Does the assignment of one VkFence variable to another also assign the state of it?

For example,I have two VkFence variables:

VkFence foo;
VkFence bar;

And foo is initially in the unsignaled state.
Then a assignment happans:

bar = foo;

Then for some reasons, foo is signaled and now be in the signaled state.
Will bar also be in the signaled state?

Copying a handle does nothing but copy the handle. All copies of it still point to the same underlying object.

This is actually a C/C++ question, not a Vulkan-specific question. After the assignment bar = foo, both variables will refer to the same fence. I.e., yes, both variables will always reflect the same state after that assignment.

Well, “handle” is a Vulkan concept (and many other APIs too though). But if you imagine a “handle” is a pointer, or an index into an array, then it is a C++ question.

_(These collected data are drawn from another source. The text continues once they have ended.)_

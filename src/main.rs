mod calc;
mod db;
mod error;
mod ipc;
mod records;
mod seed;
mod skills;
mod store;

use std::io::{self, BufRead, Write};
use std::path::{Path, PathBuf};

use anyhow::Context;
use clap::{Parser, Subcommand};
use tracing::{info, warn};
use tracing_subscriber::EnvFilter;

#[derive(Parser)]
#[command(name = "scorecardd")]
#[command(about = "Assessment scoring sidecar: JSON-lines IPC over stdin/stdout", long_about = None)]
struct Cli {
    /// Log filter directive, e.g. `info` or `scorecardd=debug`
    #[arg(long, global = true, env = "SCORECARD_LOG", default_value = "info")]
    log: String,

    /// Workspace directory holding scorecard.sqlite3
    #[arg(long, global = true, env = "SCORECARD_WORKSPACE")]
    workspace: Option<PathBuf>,

    #[command(subcommand)]
    command: Option<Commands>,
}

#[derive(Subcommand)]
enum Commands {
    /// Serve JSON-lines requests on stdin (default)
    Serve,
    /// Import a skills document into a workspace
    Seed {
        #[arg(long)]
        skills: PathBuf,
        /// Import into memory and print the summary without touching a workspace
        #[arg(long)]
        dry_run: bool,
    },
}

fn init_logging(filter: &str) {
    // stdout carries the protocol.
    let filter = EnvFilter::try_new(filter).unwrap_or_else(|_| EnvFilter::new("info"));
    let _ = tracing_subscriber::fmt()
        .with_env_filter(filter)
        .with_writer(io::stderr)
        .try_init();
}

fn main() -> anyhow::Result<()> {
    let cli = Cli::parse();
    init_logging(&cli.log);

    match cli.command.unwrap_or(Commands::Serve) {
        Commands::Serve => {
            serve(cli.workspace.as_deref());
            Ok(())
        }
        Commands::Seed { skills, dry_run } => run_seed(&skills, cli.workspace.as_deref(), dry_run),
    }
}

fn run_seed(skills_path: &Path, workspace: Option<&Path>, dry_run: bool) -> anyhow::Result<()> {
    let summary = if dry_run {
        let loaded = skills::load_skills_document(skills_path)?;
        let mut store = store::memory::MemoryStore::default();
        seed::run_import(&mut store, &loaded.document)
            .with_context(|| format!("importing {}", skills_path.display()))?
    } else {
        let workspace = workspace.context("--workspace is required unless --dry-run is set")?;
        let conn = db::open_db(workspace)
            .with_context(|| format!("failed to open workspace {}", workspace.display()))?;
        let outcome = seed::import_skills_file(&conn, skills_path)?;
        info!(run = %outcome.run_id, sha256 = %outcome.sha256, "import run recorded");
        outcome.summary
    };

    println!("{}", serde_json::to_string_pretty(&summary)?);
    Ok(())
}

fn serve(workspace: Option<&Path>) {
    let mut state = ipc::AppState {
        workspace: None,
        db: None,
    };
    if let Some(path) = workspace {
        match db::open_db(path) {
            Ok(conn) => {
                info!(workspace = %path.display(), "workspace opened");
                state.workspace = Some(path.to_path_buf());
                state.db = Some(conn);
            }
            Err(e) => warn!(workspace = %path.display(), error = %e, "could not open workspace"),
        }
    }

    let stdin = io::stdin();
    let mut stdout = io::stdout();

    for line in stdin.lock().lines() {
        let line = match line {
            Ok(v) => v,
            Err(_) => break,
        };
        if line.trim().is_empty() {
            continue;
        }

        let req: ipc::Request = match serde_json::from_str(&line) {
            Ok(v) => v,
            Err(e) => {
                // No id to echo back.
                let resp = serde_json::json!({
                    "ok": false,
                    "error": { "code": "bad_json", "message": e.to_string() }
                });
                let _ = writeln!(stdout, "{}", resp);
                let _ = stdout.flush();
                continue;
            }
        };

        let resp = ipc::handle_request(&mut state, req);
        let _ = writeln!(
            stdout,
            "{}",
            serde_json::to_string(&resp).unwrap_or_else(|_| "{\"ok\":false}".to_string())
        );
        let _ = stdout.flush();
    }
}
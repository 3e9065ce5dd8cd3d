// file: src/pipeline/mod.rs
// version: 1.0.0
// guid: b70575e6-2cba-4018-8934-e35ba8ff91d1

//! Ordered, fail-fast stage runner

use crate::config::DeployConfig;
use crate::context::DeploymentContext;
use crate::reporter::ProgressReporter;
use crate::runner::CommandRunner;
use crate::steps::{
    self, failure_result, skipped_result, success_result, DeployState, Precondition, Stage,
    StageContext, StageResult, StageStatus,
};
use chrono::{DateTime, Utc};
use std::time::Instant;
use tracing::{debug, error, info, Instrument};
use uuid::Uuid;

/// Process exit code for a completed deployment
pub const EXIT_SUCCESS: i32 = 0;

/// Process exit code for an aborted deployment
pub const EXIT_FAILURE: i32 = 1;

/// Where the pipeline is in its linear chain
#[derive(Debug, Clone, PartialEq, Eq)]
pub enum PipelineState {
    /// Not started
    Pending,

    /// Executing the given 1-based stage
    Running { stage: usize, name: String },

    /// Every stage completed or skipped
    Complete,

    /// A stage failed; nothing after it ran
    Aborted { stage: usize, name: String },
}

impl PipelineState {
    pub fn is_terminal(&self) -> bool {
        matches!(self, Self::Complete | Self::Aborted { .. })
    }

    /// Only forward moves are legal
    fn can_transition_to(&self, next: &PipelineState) -> bool {
        match (self, next) {
            (Self::Pending, Self::Running { stage, .. }) => *stage == 1,
            (Self::Pending, Self::Complete) => true,
            (Self::Running { stage: current, .. }, Self::Running { stage, .. }) => {
                *stage == current + 1
            }
            (Self::Running { .. }, Self::Complete) => true,
            (Self::Running { stage: current, .. }, Self::Aborted { stage, .. }) => {
                stage == current
            }
            _ => false,
        }
    }
}

/// Everything a finished run produced
#[derive(Debug, Clone)]
pub struct PipelineReport {
    pub session_id: Uuid,
    pub started_at: DateTime<Utc>,
    pub completed_at: DateTime<Utc>,
    /// Terminal state
    pub state: PipelineState,
    /// One entry per stage that was reached
    pub results: Vec<StageResult>,
    /// State handed from stage to stage, as left by the last one
    pub deploy: DeployState,
}

impl PipelineReport {
    pub fn succeeded(&self) -> bool {
        self.state == PipelineState::Complete
    }

    pub fn exit_code(&self) -> i32 {
        if self.succeeded() {
            EXIT_SUCCESS
        } else {
            EXIT_FAILURE
        }
    }

    /// The failed stage, if the run aborted
    pub fn failure(&self) -> Option<&StageResult> {
        self.results
            .iter()
            .find(|r| r.status == StageStatus::Failed)
    }

    /// Result of the named stage, if it was reached
    pub fn stage(&self, name: &str) -> Option<&StageResult> {
        self.results.iter().find(|r| r.name == name)
    }

    pub fn duration(&self) -> chrono::Duration {
        self.completed_at - self.started_at
    }
}

/// The deployment pipeline
pub struct Pipeline {
    session_id: Uuid,
    stages: Vec<Box<dyn Stage>>,
}

impl Pipeline {
    /// Pipeline with the standard eight stages
    pub fn new() -> Self {
        Self::with_stages(steps::default_stages())
    }

    pub fn with_stages(stages: Vec<Box<dyn Stage>>) -> Self {
        let session_id = Uuid::new_v4();
        info!("Creating new deployment session: {}", session_id);
        Self { session_id, stages }
    }

    pub fn stage_names(&self) -> Vec<&str> {
        self.stages.iter().map(|s| s.name()).collect()
    }

    /// Run every stage in order, stopping at the first failure
    pub async fn run(
        &self,
        deployment: &DeploymentContext,
        config: &DeployConfig,
        runner: &dyn CommandRunner,
        reporter: &dyn ProgressReporter,
    ) -> PipelineReport {
        let ctx = StageContext {
            session_id: self.session_id,
            deployment,
            config,
            runner,
        };

        let started_at = Utc::now();
        let total = self.stages.len();
        let mut current = PipelineState::Pending;
        let mut deploy = DeployState::default();
        let mut results = Vec::with_capacity(total);

        for (index, stage) in self.stages.iter().enumerate() {
            let number = index + 1;
            transition(
                &mut current,
                PipelineState::Running {
                    stage: number,
                    name: stage.name().to_string(),
                },
            );

            reporter.stage_started(number, total, stage.as_ref());
            let span = tracing::info_span!(
                "stage",
                session = %ctx.session_id,
                number,
                name = stage.name()
            );
            let result = run_stage(stage.as_ref(), number, &ctx, &mut deploy)
                .instrument(span)
                .await;
            reporter.stage_finished(&result);

            let failed = result.status == StageStatus::Failed;
            results.push(result);

            if failed {
                transition(
                    &mut current,
                    PipelineState::Aborted {
                        stage: number,
                        name: stage.name().to_string(),
                    },
                );
                break;
            }
        }

        if !current.is_terminal() {
            transition(&mut current, PipelineState::Complete);
        }

        PipelineReport {
            session_id: self.session_id,
            started_at,
            completed_at: Utc::now(),
            state: current,
            results,
            deploy,
        }
    }
}

impl Default for Pipeline {
    fn default() -> Self {
        Self::new()
    }
}

fn transition(current: &mut PipelineState, next: PipelineState) {
    debug_assert!(
        current.can_transition_to(&next),
        "illegal pipeline transition {:?} -> {:?}",
        current,
        next
    );
    debug!("Pipeline state: {:?} -> {:?}", current, next);
    *current = next;
}

async fn run_stage(
    stage: &dyn Stage,
    number: usize,
    ctx: &StageContext<'_>,
    deploy: &mut DeployState,
) -> StageResult {
    let started = Instant::now();

    let outcome = match stage.check(ctx, deploy).await {
        Ok(Precondition::Skip(reason)) => {
            info!("Skipping: {}", reason);
            return skipped_result(number, stage.name(), reason);
        }
        Ok(Precondition::Proceed) => stage.execute(ctx, deploy).await,
        Err(e) => Err(e),
    };

    match outcome {
        Ok(message) => {
            info!("{}", message);
            success_result(number, stage.name(), message, started.elapsed())
        }
        Err(e) => {
            error!("Stage {} ({}) failed: {}", number, stage.name(), e);
            let hint = stage.remediation(ctx, &e);
            failure_result(number, stage.name(), &e, hint, started.elapsed())
        }
    }
}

But its type is “VkFence” not “VkHandleToFence”,it’s hard to know in the first place that this type points to some underlying objects.

Would need superwide screens with such names. If it has to be created, then it is a handle, where the driver holds the impl. If it is plain struct (such as VkExtent2D) then it is just struct. If you do not like it, you can always alias\typedef it to some hungary notation or something like hVkFence. It is not that unclear though. Its definition is VK_DEFINE_NON_DISPATCHABLE_HANDLE(VkFence).

PS: Alternatively you could use Vulkan-Hpp. It might have a different semantics. Vulkan objects are typically non-copyable, so it might have only move semantics and deleted copy constructors and assignments.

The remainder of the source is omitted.